If current trends hold, Stamford's criminals will commit 25 offenses per 1,000 citizens this year, while Hartford's will commit 80. In almost every category, Stamford is improving, while Hartford is getting worse. For example, Stamford had 11 rapes during the first half of 2000, compared to 16 during the same period in 1999. By contrast, Hartford's 28 rapes in the first half of 2000 already exceed the 20 committed in all of 1999.

Why the difference? It's not money. Stamford has more wealthy residents than Hartford, but its police coffers don't overflow. Hartford actually has more police officers per capita than Stamford (four per 1,000 residents versus Stamford's three) and a larger civilian support staff. Stamford also hasn't invested heavily in technology: Veteran officers complain that the police radio system doesn't work in certain parts of town; department leaders lack e-mail accounts; and many police officers still do their reports on typerwriters.

And it's not as if Stamford is a naturally safer place. Crackhouses once dominated its inner city, and its police officers once seemed helpless against rising burglary rates.

So what is Chief Esserman doing right? For one thing, he rejects conventional wisdom about how to run a police department. The traditional view holds that police officers are largely hourly-rate, blue-collar laborers. They work for a set numbers of hours and then go home, leaving the crooks behind for the next shift to pick up. But other professionals, such as doctors and CEOs, work overtime as a matter of course. Esserman asked his commanders to emulate these professionals.

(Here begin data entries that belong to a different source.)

use serde::{Deserialize, Serialize};
use std::path::Path;

use super::errors::ConfigError;
use super::lists::ListsConfig;
use super::logging::LoggingConfig;
use super::server::ServerConfig;
use super::statistics::StatisticsConfig;
use super::upstream::UpstreamConfig;

const LOCAL_CONFIG_PATH: &str = "dnsfilter.toml";
const SYSTEM_CONFIG_PATH: &str = "/etc/dnsfilter/config.toml";

/// Main configuration structure for DnsFilter
#[derive(Debug, Clone, Deserialize, Serialize, Default)]
pub struct Config {
    /// Listener configuration (port, bind address, admission limit)
    #[serde(default)]
    pub server: ServerConfig,

    /// Upstream resolver configuration
    #[serde(default)]
    pub upstream: UpstreamConfig,

    /// Whitelist and blacklist sources
    #[serde(default)]
    pub lists: ListsConfig,

    #[serde(default)]
    pub statistics: StatisticsConfig,

    #[serde(default)]
    pub logging: LoggingConfig,
}

impl Config {
    /// Load configuration from file or use defaults
    ///
    /// Priority order:
    /// 1. Explicitly provided path
    /// 2. dnsfilter.toml in current directory
    /// 3. /etc/dnsfilter/config.toml
    /// 4. Default configuration
    pub fn load(path: Option<&str>, cli_overrides: CliOverrides) -> Result<Self, ConfigError> {
        let mut config = if let Some(path) = path {
            Self::from_file(path)?
        } else if Path::new(LOCAL_CONFIG_PATH).exists() {
            Self::from_file(LOCAL_CONFIG_PATH)?
        } else if Path::new(SYSTEM_CONFIG_PATH).exists() {
            Self::from_file(SYSTEM_CONFIG_PATH)?
        } else {
            Self::default()
        };

        config.apply_cli_overrides(cli_overrides);
        Ok(config)
    }

    fn from_file(path: &str) -> Result<Self, ConfigError> {
        let contents = std::fs::read_to_string(path)
            .map_err(|e| ConfigError::FileRead(path.to_string(), e.to_string()))?;
        Self::from_toml(&contents)
    }

    pub fn from_toml(contents: &str) -> Result<Self, ConfigError> {
        toml::from_str(contents).map_err(|e| ConfigError::Parse(e.to_string()))
    }

    fn apply_cli_overrides(&mut self, overrides: CliOverrides) {
        if let Some(port) = overrides.dns_port {
            self.server.dns_port = port;
        }
        if let Some(bind) = overrides.bind_address {
            self.server.bind_address = bind;
        }
        if let Some(upstream) = overrides.upstream {
            self.upstream.server = upstream;
        }
        if let Some(level) = overrides.log_level {
            self.logging.level = level;
        }
        if !overrides.blacklist.is_empty() {
            self.lists.blacklist = overrides.blacklist;
        }
        if !overrides.whitelist.is_empty() {
            self.lists.whitelist = overrides.whitelist;
        }
    }

    /// Validate configuration
    pub fn validate(&self) -> Result<(), ConfigError> {
        if self.server.dns_port == 0 {
            return Err(ConfigError::Validation("DNS port cannot be 0".to_string()));
        }

        self.upstream.socket_addr()?;

        if self.upstream.query_timeout == 0 {
            return Err(ConfigError::Validation(
                "Upstream query timeout cannot be 0".to_string(),
            ));
        }

        if self.statistics.queue_capacity == 0 {
            return Err(ConfigError::Validation(
                "Statistics queue capacity cannot be 0".to_string(),
            ));
        }

        if self.logging.level.trim().is_empty() {
            return Err(ConfigError::Validation("Log level cannot be empty".to_string()));
        }

        Ok(())
    }
}

/// Command-line overrides for configuration
#[derive(Debug, Default)]
pub struct CliOverrides {
    pub dns_port: Option<u16>,
    pub bind_address: Option<String>,
    pub upstream: Option<String>,
    pub log_level: Option<String>,
    pub blacklist: Vec<String>,
    pub whitelist: Vec<String>,
}
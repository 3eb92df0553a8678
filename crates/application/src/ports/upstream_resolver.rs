use async_trait::async_trait;
use dnsfilter_domain::{DnsHeader, DnsQuestion, DomainError, ResourceRecord};

#[async_trait]
pub trait UpstreamResolver: Send + Sync {
    /// Forwards `questions` under the client's header (same ID, same flags)
    /// and returns the upstream answer section verbatim.
    ///
    /// Fails with `UpstreamTimeout` when no reply arrives before the deadline
    /// and `UpstreamNetwork` for socket errors or unusable replies.
    async fn resolve(
        &self,
        questions: &[DnsQuestion],
        header: &DnsHeader,
    ) -> Result<Vec<ResourceRecord>, DomainError>;
}
use async_trait::async_trait;
use dnsfilter_domain::{DomainError, DomainList};

#[async_trait]
pub trait DomainListLoader: Send + Sync {
    /// Merges every source into one deduplicated list. A single failing
    /// source fails the whole load.
    async fn load(&self, sources: &[String]) -> Result<DomainList, DomainError>;
}
use serde::{Deserialize, Serialize};

#[derive(Debug, Clone, Copy, PartialEq, Eq, Deserialize, Serialize, Default)]
#[serde(rename_all = "lowercase")]
pub enum LogFormat {
    #[default]
    Text,
    Json,
}

#[derive(Debug, Clone, Deserialize, Serialize)]
pub struct LoggingConfig {
    #[serde(default = "default_log_level")]
    pub level: String,

    #[serde(default)]
    pub format: LogFormat,
}

impl Default for LoggingConfig {
    fn default() -> Self {
        Self {
            level: default_log_level(),
            format: LogFormat::default(),
        }
    }
}

fn default_log_level() -> String {
    "info".to_string()
}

"I looked at who the real leaders were in the department, and it turned out that it was the lieutenants," he told me in a interview. "So I set them free. I let them build the organizations themelves. I gave them take-home cars, take-home computers and take-home phones. In return, I told them to take their problems home, too." Instead of giving commanders responsibility for crime during a particular time of day, Stamford's commanders have 24-hour responsibility over entire sections of town.

Another innovation was Esserman's handling of his regional commanders. Many police forces, Hartford's included, have regional commanders. But unlike Stamford, they don't give regional commanders as much trust or hold them as accountable. Stamford's weekly command staff meetings, modeled on a New York City program, give department brass a chance to grill regional commanders and guarantee better results. (Ironically, Hartford was one of the first mid-sized cities to develop these meetings - under Chief Joseph Croughwell - but by late 1999 the meetings had stopped.)

Esserman is also recasting the way "community policing" is handled. Popular theory holds that departments need special "grin-and-wave" squads that run children's activities and address community groups, while leaving the dirty work of arresting criminals to "real cops." Stamford still has some cops like that, but Esserman is phasing this philosophy out by asking every officer to both make arrests and do community work. The "grin-and-wave" squads now respond to area commanders like everyone else.

It's true that Stamford has made some innovations that Hartford would be hard pressed to imitate. Corporate and foundation support, for example, lets Stamford's summer camp pay high-school students $10 an hour to work as counselors - and Hartford's corporate and non-profit base is weaker than Stamford's. But most of Esserman's policies could be easily adapted. Hartford's next chief should consider making an 80-mile road trip to pick up some pointers.

Eli Lehrer is a Bradley Fellow at The Heritage Foundation, (www.heritage.org), a Washington-based public policy institute.